(INSTRUCTIONS FOR THE TASK):
Once the data has been read, print it back in full, exactly.

(Collected data):
• • •

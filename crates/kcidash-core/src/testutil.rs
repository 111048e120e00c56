use chrono::{TimeZone, Utc};

use crate::model::{JoinedRow, TestStatus};
use crate::trees::Tree;

/// A passing, non-boot row on the `mainline/master` head commit.
pub(crate) fn row(id: &str, build_id: &str) -> JoinedRow {
    JoinedRow {
        id: id.to_string(),
        status: TestStatus::Pass,
        path: Some("baseline.login".to_string()),
        duration: Some(1.5),
        start_time: Utc.timestamp_opt(1_700_000_100, 0).single(),
        log_url: None,
        comment: None,
        misc: None,
        environment_misc: None,
        environment_compatible: vec!["google,juniper".to_string()],
        build_id: build_id.to_string(),
        build_architecture: Some("x86_64".to_string()),
        build_compiler: Some("gcc-12".to_string()),
        build_config_name: Some("defconfig".to_string()),
        build_config_url: None,
        build_log_url: None,
        build_misc: None,
        build_valid: Some(true),
        build_duration: Some(300.0),
        build_start_time: Utc.timestamp_opt(1_700_000_000, 0).single(),
        checkout_tree_name: Some("mainline".to_string()),
        checkout_git_repository_url: Some(
            "https://git.kernel.org/pub/scm/linux/kernel/git/torvalds/linux.git".to_string(),
        ),
        checkout_git_repository_branch: Some("master".to_string()),
        checkout_git_commit_name: Some("v6.12-rc1".to_string()),
        checkout_git_commit_hash: Some("9852d85ec9d4".to_string()),
        issue_id: None,
        issue_version: None,
        issue_comment: None,
        issue_report_url: None,
    }
}

/// The tree whose head is exactly the row's checkout.
pub(crate) fn tree_for(row: &JoinedRow, index: &str) -> Tree {
    Tree {
        tree_name: row.checkout_tree_name.clone(),
        git_repository_branch: row.checkout_git_repository_branch.clone(),
        git_repository_url: row.checkout_git_repository_url.clone(),
        head_git_commit_name: row.checkout_git_commit_name.clone(),
        head_git_commit_hash: row.checkout_git_commit_hash.clone(),
        index: index.to_string(),
    }
}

• • •

(ANSWER SECTION):
filename crates/kcidash-core/src/testutil.rs
repository 111048e120e00c56
use chrono::{TimeZone, Utc};

use crate::model::{JoinedRow, TestStatus};
use crate::trees::Tree;

/// A passing, non-boot row on the `mainline/master` head commit.
pub(crate) fn row(id: &str, build_id: &str) -> JoinedRow {
    JoinedRow {
        id: id.to_string(),
        status: TestStatus::Pass,
        path: Some("baseline.login".to_string()),
        duration: Some(1.5),
        start_time: Utc.timestamp_opt(1_700_000_100, 0).single(),
        log_url: None,
        comment: None,
        misc: None,
        environment_misc: None,
        environment_compatible: vec!["google,juniper".to_string()],
        build_id: build_id.to_string(),
        build_architecture: Some("x86_64".to_string()),
        build_compiler: Some("gcc-12".to_string()),
        build_config_name: Some("defconfig".to_string()),
        build_config_url: None,
        build_log_url: None,
        build_misc: None,
        build_valid: Some(true),
        build_duration: Some(300.0),
        build_start_time: Utc.timestamp_opt(1_700_000_000, 0).single(),
        checkout_tree_name: Some("mainline".to_string()),
        checkout_git_repository_url: Some(
            "https://git.kernel.org/pub/scm/linux/kernel/git/torvalds/linux.git".to_string(),
        ),
        checkout_git_repository_branch: Some("master".to_string()),
        checkout_git_commit_name: Some("v6.12-rc1".to_string()),
        checkout_git_commit_hash: Some("9852d85ec9d4".to_string()),
        issue_id: None,
        issue_version: None,
        issue_comment: None,
        issue_report_url: None,
    }
}

/// The tree whose head is exactly the row's checkout.
pub(crate) fn tree_for(row: &JoinedRow, index: &str) -> Tree {
    Tree {
        tree_name: row.checkout_tree_name.clone(),
        git_repository_branch: row.checkout_git_repository_branch.clone(),
        git_repository_url: row.checkout_git_repository_url.clone(),
        head_git_commit_name: row.checkout_git_commit_name.clone(),
        head_git_commit_hash: row.checkout_git_commit_hash.clone(),
        index: index.to_string(),
    }
}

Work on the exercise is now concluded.